As more populist parties become their country’s second or third largest, mainstream parties will have to form more “cordons sanitaire” to keep them out. For populist voters, this feels like an establishment conspiracy to repress popular will, deepening outrage at a seemingly unresponsive system.
Even if populist parties are often too small to take power, when the correct forces align, they are powerful enough to reshape politics.
This is how the U.K. Independence Party, or UKIP, helped bring about the British exit from the European Union.
After years of single-digit shares in national elections, the party won 13 percent of votes in 2015, again tracking with the measures of broader trends.

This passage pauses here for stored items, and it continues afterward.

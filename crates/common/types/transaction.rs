use bytes::Bytes;
use ethereum_types::{Address, H256, U256};
use secp256k1::{
    ecdsa::{RecoverableSignature, RecoveryId},
    Message, SecretKey, SECP256K1,
};
use serde::Serialize;
use sha3::{Digest, Keccak256};
use thiserror::Error;

/// A transaction signature that does not recover to a sender.
#[derive(Debug, Error, Clone, Copy, PartialEq, Eq)]
#[error("invalid transaction signature")]
pub struct InvalidSignatureError;

impl From<secp256k1::Error> for InvalidSignatureError {
    fn from(_: secp256k1::Error) -> Self {
        InvalidSignatureError
    }
}

use etherlight_rlp::{
    constants::RLP_NULL,
    decode::RLPDecode,
    encode::RLPEncode,
    error::RLPDecodeError,
    structs::{Decoder, Encoder},
};

#[derive(Clone, Copy, Debug, PartialEq, Eq, Default)]
pub enum TxType {
    #[default]
    Legacy = 0x00,
    EIP2930 = 0x01,
    EIP1559 = 0x02,
    EIP4844 = 0x03,
}

impl TxType {
    pub fn from_u8(value: u8) -> Option<Self> {
        match value {
            0x00 => Some(Self::Legacy),
            0x01 => Some(Self::EIP2930),
            0x02 => Some(Self::EIP1559),
            0x03 => Some(Self::EIP4844),
            _ => None,
        }
    }
}

/// The transaction's kind: call or create.
#[derive(Clone, Debug, PartialEq, Eq, Default)]
pub enum TxKind {
    Call(Address),
    #[default]
    Create,
}

impl RLPEncode for TxKind {
    fn encode(&self, buf: &mut dyn bytes::BufMut) {
        match self {
            Self::Call(address) => address.encode(buf),
            Self::Create => buf.put_u8(RLP_NULL),
        }
    }
}

impl RLPDecode for TxKind {
    fn decode_unfinished(rlp: &[u8]) -> Result<(Self, &[u8]), RLPDecodeError> {
        let first_byte = rlp.first().ok_or(RLPDecodeError::InvalidLength)?;
        if *first_byte == RLP_NULL {
            return Ok((Self::Create, &rlp[1..]));
        }
        Address::decode_unfinished(rlp).map(|(t, rest)| (Self::Call(t), rest))
    }
}

/// A signed legacy transaction, the only kind a pre-merge light client
/// originates. Typed transactions appearing inside fetched block bodies are
/// carried opaquely (see [`Transaction::Typed`]).
#[derive(Clone, Debug, PartialEq, Eq, Default)]
pub struct LegacyTransaction {
    pub nonce: u64,
    pub gas_price: u64,
    pub gas: u64,
    /// The recipient of the transaction.
    /// Create transactions contain a [`null`](RLP_NULL) value in this field.
    pub to: TxKind,
    pub value: U256,
    pub data: Bytes,
    pub v: U256,
    pub r: U256,
    pub s: U256,
}

/// A transaction inside a block body. Legacy payloads are fully decoded;
/// typed payloads (EIP-2718 envelopes) are preserved as raw bytes so body
/// decoding keeps working on post-legacy chains.
#[derive(Clone, Debug, PartialEq, Eq)]
pub enum Transaction {
    Legacy(LegacyTransaction),
    Typed(TxType, Bytes),
}

impl RLPEncode for LegacyTransaction {
    fn encode(&self, buf: &mut dyn bytes::BufMut) {
        Encoder::new(buf)
            .encode_field(&self.nonce)
            .encode_field(&self.gas_price)
            .encode_field(&self.gas)
            .encode_field(&self.to)
            .encode_field(&self.value)
            .encode_field(&self.data)
            .encode_field(&self.v)
            .encode_field(&self.r)
            .encode_field(&self.s)
            .finish();
    }
}

impl RLPDecode for LegacyTransaction {
    fn decode_unfinished(rlp: &[u8]) -> Result<(Self, &[u8]), RLPDecodeError> {
        let decoder = Decoder::new(rlp)?;
        let (nonce, decoder) = decoder.decode_field("nonce")?;
        let (gas_price, decoder) = decoder.decode_field("gas_price")?;
        let (gas, decoder) = decoder.decode_field("gas")?;
        let (to, decoder) = decoder.decode_field("to")?;
        let (value, decoder) = decoder.decode_field("value")?;
        let (data, decoder) = decoder.decode_field("data")?;
        let (v, decoder) = decoder.decode_field("v")?;
        let (r, decoder) = decoder.decode_field("r")?;
        let (s, decoder) = decoder.decode_field("s")?;
        let tx = LegacyTransaction {
            nonce,
            gas_price,
            gas,
            to,
            value,
            data,
            v,
            r,
            s,
        };
        Ok((tx, decoder.finish()?))
    }
}

impl RLPEncode for Transaction {
    fn encode(&self, buf: &mut dyn bytes::BufMut) {
        match self {
            Transaction::Legacy(tx) => tx.encode(buf),
            // tx_type || payload, wrapped as an RLP byte string inside lists
            Transaction::Typed(tx_type, payload) => {
                let mut envelope = Vec::with_capacity(payload.len() + 1);
                envelope.push(*tx_type as u8);
                envelope.extend_from_slice(payload);
                envelope.as_slice().encode(buf)
            }
        }
    }
}

impl RLPDecode for Transaction {
    fn decode_unfinished(rlp: &[u8]) -> Result<(Self, &[u8]), RLPDecodeError> {
        let first_byte = rlp.first().ok_or(RLPDecodeError::InvalidLength)?;
        // Typed transactions come wrapped as a byte string whose payload
        // starts with the type tag.
        if *first_byte < RLP_NULL {
            return Err(RLPDecodeError::MalformedData);
        }
        if *first_byte < etherlight_rlp::constants::RLP_EMPTY_LIST {
            let (envelope, rest) = Bytes::decode_unfinished(rlp)?;
            let tag = *envelope.first().ok_or(RLPDecodeError::InvalidLength)?;
            let tx_type = TxType::from_u8(tag)
                .ok_or_else(|| RLPDecodeError::Custom(format!("Invalid transaction type: {tag}")))?;
            return Ok((Transaction::Typed(tx_type, envelope.slice(1..)), rest));
        }
        let (tx, rest) = LegacyTransaction::decode_unfinished(rlp)?;
        Ok((Transaction::Legacy(tx), rest))
    }
}

impl Transaction {
    pub fn tx_type(&self) -> TxType {
        match self {
            Transaction::Legacy(_) => TxType::Legacy,
            Transaction::Typed(tx_type, _) => *tx_type,
        }
    }

    pub fn compute_hash(&self) -> H256 {
        match self {
            Transaction::Legacy(tx) => tx.compute_hash(),
            Transaction::Typed(tx_type, payload) => {
                let mut hasher = Keccak256::new();
                hasher.update([*tx_type as u8]);
                hasher.update(payload);
                H256(hasher.finalize().into())
            }
        }
    }
}

impl LegacyTransaction {
    /// Hash of the signed RLP, i.e. the transaction id.
    pub fn compute_hash(&self) -> H256 {
        let mut buf = vec![];
        self.encode(&mut buf);
        H256(Keccak256::digest(&buf).into())
    }

    /// The pre-signature digest. With a chain id the EIP-155 form
    /// `[nonce, gasPrice, gas, to, value, data, chainId, 0, 0]` is hashed.
    pub fn signing_hash(&self, chain_id: Option<u64>) -> H256 {
        let mut buf = vec![];
        let encoder = Encoder::new(&mut buf)
            .encode_field(&self.nonce)
            .encode_field(&self.gas_price)
            .encode_field(&self.gas)
            .encode_field(&self.to)
            .encode_field(&self.value)
            .encode_field(&self.data);
        match chain_id {
            Some(id) => encoder
                .encode_field(&id)
                .encode_field(&0u8)
                .encode_field(&0u8)
                .finish(),
            None => encoder.finish(),
        }
        H256(Keccak256::digest(&buf).into())
    }

    /// Signs the transaction in place, producing an EIP-155 `v` when a chain
    /// id is given.
    pub fn sign(&mut self, secret_key: &SecretKey, chain_id: Option<u64>) {
        let digest = self.signing_hash(chain_id);
        let message = Message::from_digest(digest.0);
        let (recovery_id, signature_bytes) = SECP256K1
            .sign_ecdsa_recoverable(&message, secret_key)
            .serialize_compact();
        self.r = U256::from_big_endian(&signature_bytes[..32]);
        self.s = U256::from_big_endian(&signature_bytes[32..]);
        let parity = recovery_id.to_i32() as u64;
        self.v = match chain_id {
            Some(id) => U256::from(parity + 35 + 2 * id),
            None => U256::from(parity + 27),
        };
    }

    /// Recovers the sender address from the signature.
    pub fn sender(&self) -> Result<Address, InvalidSignatureError> {
        let (parity, chain_id) = split_v(self.v);
        let mut signature_bytes = [0u8; 64];
        self.r.to_big_endian(&mut signature_bytes[..32]);
        self.s.to_big_endian(&mut signature_bytes[32..]);
        let signature = RecoverableSignature::from_compact(
            &signature_bytes,
            RecoveryId::from_i32(parity as i32)?,
        )?;
        let digest = self.signing_hash(chain_id);
        let public = SECP256K1.recover_ecdsa(&Message::from_digest(digest.0), &signature)?;
        // address = keccak256(pubkey)[12..]
        let hash = Keccak256::digest(&public.serialize_uncompressed()[1..]);
        Ok(Address::from_slice(&hash[12..]))
    }
}

/// Splits a legacy `v` into (recovery parity, EIP-155 chain id).
fn split_v(v: U256) -> (u64, Option<u64>) {
    let v = v.low_u64();
    if v >= 35 {
        ((v - 35) % 2, Some((v - 35) / 2))
    } else {
        (v.saturating_sub(27), None)
    }
}

// Hex-string serialization for debugging surfaces; the wire format is RLP.
impl Serialize for Transaction {
    fn serialize<S>(&self, serializer: S) -> Result<S::Ok, S::Error>
    where
        S: serde::Serializer,
    {
        serializer.serialize_str(&format!("0x{}", hex::encode(self.encode_to_vec())))
    }
}

#[cfg(test)]
mod tests {
    use super::*;
    use hex_literal::hex;

    fn sample_tx() -> LegacyTransaction {
        LegacyTransaction {
            nonce: 9,
            gas_price: 20_000_000_000,
            gas: 21_000,
            to: TxKind::Call(Address::from(hex!(
                "3535353535353535353535353535353535353535"
            ))),
            value: U256::from(10u64.pow(18)),
            data: Bytes::new(),
            ..Default::default()
        }
    }

    #[test]
    fn eip155_signing_hash_matches_reference() {
        // Example from EIP-155.
        let tx = sample_tx();
        let expected =
            H256(hex!("daf5a779ae972f972197303d7b574746c7ef83eadac0f2791ad23db92e4c8e53"));
        assert_eq!(tx.signing_hash(Some(1)), expected);
    }

    #[test]
    fn sign_and_recover() {
        let secret_key = SecretKey::from_slice(&hex!(
            "4646464646464646464646464646464646464646464646464646464646464646"
        ))
        .unwrap();
        let mut tx = sample_tx();
        tx.sign(&secret_key, Some(1));
        assert!(tx.v == U256::from(37) || tx.v == U256::from(38));
        let sender = tx.sender().unwrap();
        // Address derived from the EIP-155 example key.
        assert_eq!(
            sender,
            Address::from(hex!("9d8a62f656a8d1615c1294fd71e9cfb3e4855a4f"))
        );
    }

    #[test]
    fn legacy_tx_roundtrip() {
        let secret_key = SecretKey::from_slice(&[0x17; 32]).unwrap();
        let mut tx = sample_tx();
        tx.sign(&secret_key, Some(1));
        let encoded = tx.encode_to_vec();
        let decoded = LegacyTransaction::decode(&encoded).unwrap();
        assert_eq!(decoded, tx);
        assert_eq!(decoded.compute_hash(), tx.compute_hash());
    }

    #[test]
    fn typed_tx_is_preserved_opaquely() {
        let payload = Bytes::from_static(&[0xc3, 0x01, 0x02, 0x03]);
        let tx = Transaction::Typed(TxType::EIP1559, payload.clone());
        let mut buf = vec![];
        tx.encode(&mut buf);
        let decoded = Transaction::decode(&buf).unwrap();
        assert_eq!(decoded, tx);
        assert_eq!(decoded.tx_type(), TxType::EIP1559);
    }
}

It won only one seat in Parliament, electing a representative who later quit the party. But that victory helped cause the center-right Conservative Party to fear that it could lose power, or that its centrist leadership could fall, unless it co-opted UKIP’s appeal. So the party brought a referendum on leaving the European Union. It seemed to believe the referendum would fail. After all, 13 percent wasn’t much.
But so-called Brexit passed, with 52 percent, because of support from voters whom the scholars Jonathan Mellon and Geoffrey Evans termed “UKIP curious,” those who were unwilling to consistently support the party but were receptive to its message.
“We live in an unprecedented era of volatile party support,” the scholars wrote, meaning that even a party as marginal as UKIP could put enough pressure on the system to force its policy onto the agenda — and that enough latent support existed to secure a majority, even if for just one election on one day.
This hardly means that UKIP will someday take power, or even necessarily win a second seat in Parliament. But it hardly needs to. As Brexit proves, the populist wave can do plenty at 13 percent.